Let's examine this extract: 

<CsInsn 0x80492eb [c745e4a0b00408]: mov dword ptr [ebp - 0x1c], 0x804b0a0>
[...]
<CsInsn 0x80492f5 [ff75e4]: push dword ptr [ebp - 0x1c]>
<CsInsn 0x80492f8 [e863fdffff]: call 0x8049060>

We load a data and push it on the stack before calling a function. We can ask quokka to help us to identify the calling convention used by the binary in two ways: 

from quokka.analysis import Environment, Platform

env = Environment(Platform.LINUX, prog.arch)
print(env.calling_convention)

# Or ask IDA
# This uses the protobuf directly because no accessor is yet available.
print(prog.proto.meta.calling_convention)

In cdecl, arguments are pushed on the stack. So, we see that the argument of the strlen call is the data loaded from memory.

inst = func.get_instruction(0x80492eb)
print(inst.string)

The argument used by the second call at strlen is the result of the get_input function.

Let's consider the next block: 

first = func.get_block(func.start)
next_block = func.get_block(next(first.successors()))

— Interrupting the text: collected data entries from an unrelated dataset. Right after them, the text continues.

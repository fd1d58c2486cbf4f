//! Types for code generation.
//!
//! [`GeneratedModule`] is the generator's output. The `*Context` structs are
//! what the Handlebars templates see.

use serde::{Deserialize, Serialize};

/// Code produced for one Python module.
///
/// # Examples
///
/// ```
/// use pyloader_codegen::GeneratedModule;
///
/// let generated = GeneratedModule {
///     code: "export const example = () => {};\n".to_string(),
///     type_declarations: None,
/// };
///
/// assert!(generated.type_declarations.is_none());
/// ```
#[derive(Debug, Clone, PartialEq, Eq, Serialize, Deserialize)]
#[serde(rename_all = "camelCase")]
pub struct GeneratedModule {
    /// JavaScript module exporting the session factory
    pub code: String,
    /// TypeScript declarations for `code`, when requested
    #[serde(skip_serializing_if = "Option::is_none")]
    pub type_declarations: Option<String>,
}

/// Context for the `js/module` template.
#[derive(Debug, Clone, Serialize)]
pub struct ModuleContext<'a> {
    /// Generator name for the header comment
    pub generator: &'a str,
    /// Module name as used on the wire
    pub module_name: &'a str,
    /// Identifier the factory is exported under
    pub export_name: &'a str,
    /// Package providing `PythonApiClient`
    pub runtime_package: &'a str,
    /// Module name as a string literal
    pub module_literal: String,
    /// Python source as a string literal
    pub source_literal: String,
    /// Rendered wrapper functions, each followed by a blank line
    pub functions: String,
    /// Members of the returned object, joined for the template
    pub members: String,
}

/// Context for the `js/function` template.
#[derive(Debug, Clone, Serialize)]
pub struct FunctionContext<'a> {
    /// Python function name (used in the call script)
    pub name: &'a str,
    /// Local JavaScript binding for the wrapper
    pub binding: &'a str,
    /// Required argument count
    pub arity: usize,
    /// Stringified arguments for the call script
    pub script_args: String,
}

/// Context for the `dts/module` template.
#[derive(Debug, Clone, Serialize)]
pub struct DeclarationContext<'a> {
    /// Generator name for the header comment
    pub generator: &'a str,
    /// Module name as used on the wire
    pub module_name: &'a str,
    /// Identifier the factory is exported under
    pub export_name: &'a str,
    /// Package providing the runtime types
    pub runtime_package: &'a str,
    /// Rendered function type aliases, followed by a blank line
    pub function_types: String,
    /// Members of the factory's return type, joined for the template
    pub members: String,
}

/// Context for the `dts/function` template.
#[derive(Debug, Clone, Serialize)]
pub struct FunctionTypeContext {
    /// Name of the type alias (`<name>Function`)
    pub type_name: String,
    /// Typed parameter list
    pub parameters: String,
}
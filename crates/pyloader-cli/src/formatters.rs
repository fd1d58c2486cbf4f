//! Output formatters for CLI commands.
//!
//! Every command produces a serializable report and hands it to
//! [`format_output`], so `--format` behaves the same everywhere.

use anyhow::Result;
use colored::Colorize;
use pyloader_core::cli::OutputFormat;
use serde::Serialize;

/// Format data according to the specified output format.
///
/// # Errors
///
/// Returns an error if serialization fails.
///
/// # Examples
///
/// ```
/// use pyloader_cli::formatters::format_output;
/// use pyloader_core::cli::OutputFormat;
/// use serde::Serialize;
///
/// #[derive(Serialize)]
/// struct Report {
///     module: String,
///     functions: usize,
/// }
///
/// let report = Report { module: "math".to_string(), functions: 2 };
///
/// let output = format_output(&report, OutputFormat::Text)?;
/// assert_eq!(output, r#"{"module":"math","functions":2}"#);
/// # Ok::<(), anyhow::Error>(())
/// ```
pub fn format_output<T: Serialize>(data: &T, format: OutputFormat) -> Result<String> {
    match format {
        OutputFormat::Json => Ok(serde_json::to_string_pretty(data)?),
        OutputFormat::Text => Ok(serde_json::to_string(data)?),
        OutputFormat::Pretty => pretty::format(data),
    }
}

/// Formats `data` and prints it to stdout.
///
/// # Errors
///
/// Returns an error if serialization fails.
pub fn print_output<T: Serialize>(data: &T, format: OutputFormat) -> Result<()> {
    println!("{}", format_output(data, format)?);
    Ok(())
}

/// Human-readable output.
///
/// Renders values as an indented outline: objects as `key: value` lines,
/// arrays as `- item` lines, and multi-line strings as indented blocks.
pub mod pretty {
    use super::{Colorize, Result, Serialize};
    use serde_json::Value;

    const INDENT: &str = "  ";

    /// Format data as a coloured outline.
    pub fn format<T: Serialize>(data: &T) -> Result<String> {
        let value = serde_json::to_value(data)?;
        let mut out = String::new();

        match &value {
            Value::Object(_) | Value::Array(_) => write_block(&mut out, &value, 0),
            scalar => out.push_str(&scalar_text(scalar)),
        }

        Ok(out.trim_end_matches('\n').to_string())
    }

    fn write_block(out: &mut String, value: &Value, depth: usize) {
        let pad = INDENT.repeat(depth);

        match value {
            Value::Object(map) if map.is_empty() => out.push_str(&format!("{pad}{{}}\n")),
            Value::Array(items) if items.is_empty() => out.push_str(&format!("{pad}[]\n")),
            Value::Object(map) => {
                for (key, item) in map {
                    let key = key.blue().bold();
                    write_entry(out, &format!("{pad}{key}:"), item, depth);
                }
            }
            Value::Array(items) => {
                for item in items {
                    write_entry(out, &format!("{pad}-"), item, depth);
                }
            }
            scalar => out.push_str(&format!("{pad}{}\n", scalar_text(scalar))),
        }
    }

    fn write_entry(out: &mut String, label: &str, value: &Value, depth: usize) {
        match value {
            Value::Object(map) if !map.is_empty() => {
                out.push_str(label);
                out.push('\n');
                write_block(out, value, depth + 1);
            }
            Value::Array(items) if !items.is_empty() => {
                out.push_str(label);
                out.push('\n');
                write_block(out, value, depth + 1);
            }
            Value::String(s) if s.contains('\n') => {
                out.push_str(label);
                out.push_str(" |\n");
                let pad = INDENT.repeat(depth + 1);
                for line in s.lines() {
                    out.push_str(&format!("{pad}{}\n", line.green()));
                }
            }
            Value::Object(_) => out.push_str(&format!("{label} {{}}\n")),
            Value::Array(_) => out.push_str(&format!("{label} []\n")),
            scalar => out.push_str(&format!("{label} {}\n", scalar_text(scalar))),
        }
    }

    fn scalar_text(value: &Value) -> String {
        match value {
            Value::Null => "null".dimmed().to_string(),
            Value::Bool(b) => b.to_string().yellow().to_string(),
            Value::Number(n) => n.to_string().cyan().to_string(),
            Value::String(s) => s.green().to_string(),
            other => other.to_string(),
        }
    }
}
//! Command implementations for the pyloader CLI.
//!
//! `main` parses arguments and hands each command typed values. A command
//! prints its report in the requested format and returns an exit code.

pub mod call;
pub mod common;
pub mod completions;
pub mod execute;
pub mod introspect;
pub mod register;
pub mod transform;
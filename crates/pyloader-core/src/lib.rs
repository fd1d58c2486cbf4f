//! Core types, configuration, and errors for pyloader.
//!
//! This crate provides the foundational types shared by every other crate in
//! the workspace.
//!
//! # Architecture
//!
//! The core consists of:
//! - Strong domain types (`ModuleName`, `SessionEndpoint`)
//! - Error hierarchy with contextual information
//! - Loader and wire-contract configuration
//! - CLI value types (`OutputFormat`, `ExitCode`)

#![deny(unsafe_code)]
#![warn(missing_docs, missing_debug_implementations)]

mod config;
mod error;
mod types;

pub mod cli;

pub use config::{DEFAULT_RUNTIME_PACKAGE, LoaderOptions, RegisterSourceField, WireContract};
pub use error::{Error, Result};
pub use types::{DEFAULT_MODULE_NAME, ModuleName, PYTHON_EXTENSION, SessionEndpoint};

We know there is only one successor because either : - the first block disassembly ends with an unconditional jump - func.graph[first.start] lists an Unconditional Edge - sum(1 for _ in first.successors()) is 1

Our new block has two predecessors: we are in a loop! 

list(next_block.predecessors())

From now on, we can just navigate in the CFG and see what are the conditions to complete to solve the level.

Final words

This toy example is maybe not the best display on why quokka could be useful, but highlights some possibilities.